Chain Store Age Magazine, November 2003

[download PDF version of this article]

Good things can come in small packages, especially when it comes to managing trash. An easy-to-use, manual system that converts large bags of trash into smaller bags of deflated or smashed trash has reduced waste-hauling expenses for such operators as McDonald's, KFC and Taco Bell.

The system, Pack-A-Drum, was originally developed for use in fastfood applications. But it is now making its way into retail settings, as well.

Benefits: In addition to decreasing hauling costs, the system has other benefits, including reducing the number of employee trips to the trash bin and improving sanitation.

"We just don't have as many runs out the back door," says Tony Roads, general manager of the McDonald's unit in Monroe, N.C. "It's not leaking, either."

Previously, the trash had to be hauled from the bin of the high-volume restaurant on a daily basis. But since the Pack-A-Drum was put in place, hauling has been reduced to twice a week, for a $325 monthly savings.

The device, which has an approximate 8-1 compaction ratio, is 100% manually operated. Through the turning of a large wheel, the trash is deflated in see-through bags. A platform cart is used to transfer the bags to a container, preventing fluid from spilling out on the floor as it carried to the bin.

"The Pack-A-Drum is not a compactor. It deflates the trash, as opposed to compressing it into a brick," explains Mark Wagner, VP of marketing, Pack-A-Drum Inc., Satellite Beach, Fla.

The deflated trash weighs less than 125 lbs. to to 150 lbs. per cubic yard. In contrast, Wagner explains, trash compacted in a hydraulic compactor weighs from 250 lbs. to 300 lbs. The weight difference is important since waste haulers’ rates are generally based on the weight by cubic yard of the trash.

"The rate factor for the compacted trash is higher due to its weight," Wagner says. End users can expect the volume of trash to be reduced 40% to 60% with the Pack-A-Drum, according to Wagner.

Since deflating the size of the trash reduces the volume in the dumpster, it also reduces the number of daily trash runs bye mployees. The runs, a common practice in food settings, are often used as an opportunity for a leisurely break by employees.

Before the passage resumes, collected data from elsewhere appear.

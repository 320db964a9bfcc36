//! Page components. Each one kicks off its loader on mount and renders
//! from a single [`LoadState`] signal.

pub mod analytics;
pub mod consumers;
pub mod home;
pub mod investment;
pub mod login;
pub mod marketing;
pub mod owners;
pub mod preferences;
pub mod restaurant;

use std::future::Future;

use bi_core::pages::KpiTile;
use bi_core::{FetchError, Table};
use leptos::*;

use crate::components::{Alert, Level};

pub enum LoadState<T> {
    Loading,
    Ready(T),
    Failed,
}

impl<T> LoadState<T> {
    pub fn ready(&self) -> Option<&T> {
        match self {
            LoadState::Ready(v) => Some(v),
            _ => None,
        }
    }

    pub fn is_loading(&self) -> bool {
        matches!(self, LoadState::Loading)
    }

    pub fn failed(&self) -> bool {
        matches!(self, LoadState::Failed)
    }
}

impl<T> From<Result<T, FetchError>> for LoadState<T> {
    fn from(result: Result<T, FetchError>) -> Self {
        match result {
            Ok(v) => LoadState::Ready(v),
            Err(e) => {
                crate::log::warn(&format!("page data unavailable: {e}"));
                LoadState::Failed
            }
        }
    }
}

/// Runs `load` and stores its outcome. Results arriving after the page was
/// left hit a disposed signal and are dropped.
pub fn spawn_load<T, Fut>(state: RwSignal<LoadState<T>>, load: Fut)
where
    T: 'static,
    Fut: Future<Output = Result<T, FetchError>> + 'static,
{
    spawn_local(async move {
        let next = LoadState::from(load.await);
        let _ = state.try_set(next);
    });
}

/// Chart input derived from the page state: `None` while loading, the
/// empty default after a failure.
pub fn project<T: 'static, U: Default + 'static>(
    state: RwSignal<LoadState<T>>,
    pick: impl Fn(&T) -> U + 'static,
) -> Signal<Option<U>> {
    Signal::derive(move || {
        state.with(|s| match s {
            LoadState::Loading => None,
            LoadState::Ready(v) => Some(pick(v)),
            LoadState::Failed => Some(U::default()),
        })
    })
}

pub fn table_of<T: 'static>(
    state: RwSignal<LoadState<T>>,
    pick: impl Fn(&T) -> Table + 'static,
) -> Signal<Option<Table>> {
    project(state, pick)
}

pub fn kpis_of<T: 'static>(
    state: RwSignal<LoadState<T>>,
    tiles: impl Fn(Option<&T>, bool) -> Vec<KpiTile> + 'static,
) -> Signal<Vec<KpiTile>> {
    Signal::derive(move || state.with(|s| tiles(s.ready(), s.is_loading())))
}

/// Generic failure banner, shown once per page.
#[component]
pub fn LoadError<T: 'static>(state: RwSignal<LoadState<T>>, message: &'static str) -> impl IntoView {
    view! {
        <Show when=move || state.with(|s| s.failed())>
            <Alert level=Level::Danger message=message/>
        </Show>
    }
}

"Employees will ask for the trash run and sometimes it takes up to 15 minutes. We all know it doesn't take that long," says Wagner, a former Miami Subs Grill franchisee.

A typical quick-service restaurant has anywhere from six to 10 trash runs a day. By deflating the trash, that number can be reduced to two or three, resulting in improved employee productivity, fewer opportunities for slips-and-falls and fewer back-door openings.

The system reduces internal theft through its use of clear plastic liners. The see-through liners make it harder for employees to smuggle goods out with the trash.

The Pack-A-Drum device retails for approximately $3,500 to $3,800. The payback can vary according to the location's waste-hauling rates, but it typically is under one year, Wagner says.

The Pack-A-Drurn is intended for what the industry terms "low-density" trash. In a fast-food application, that includes beverage cups, napkins, sandwich containers and the like. In retail stores, the system can be used for bubble wrap, shrink wrap and other packing materials. It is not intended for boxes or pallets. "The system is ideal for retailers who bring in large quantities of goods packaged in bulk that have to be broken down for marketing or display at the store level," Wagner adds.

With its all-manual operation, PackA-Drum has been approved for use by minors. That's an important advantage, given the fact that a good number of retail and restaurant employees are still in high school.

"There have been no injuries from the use of the system," Wagner adds.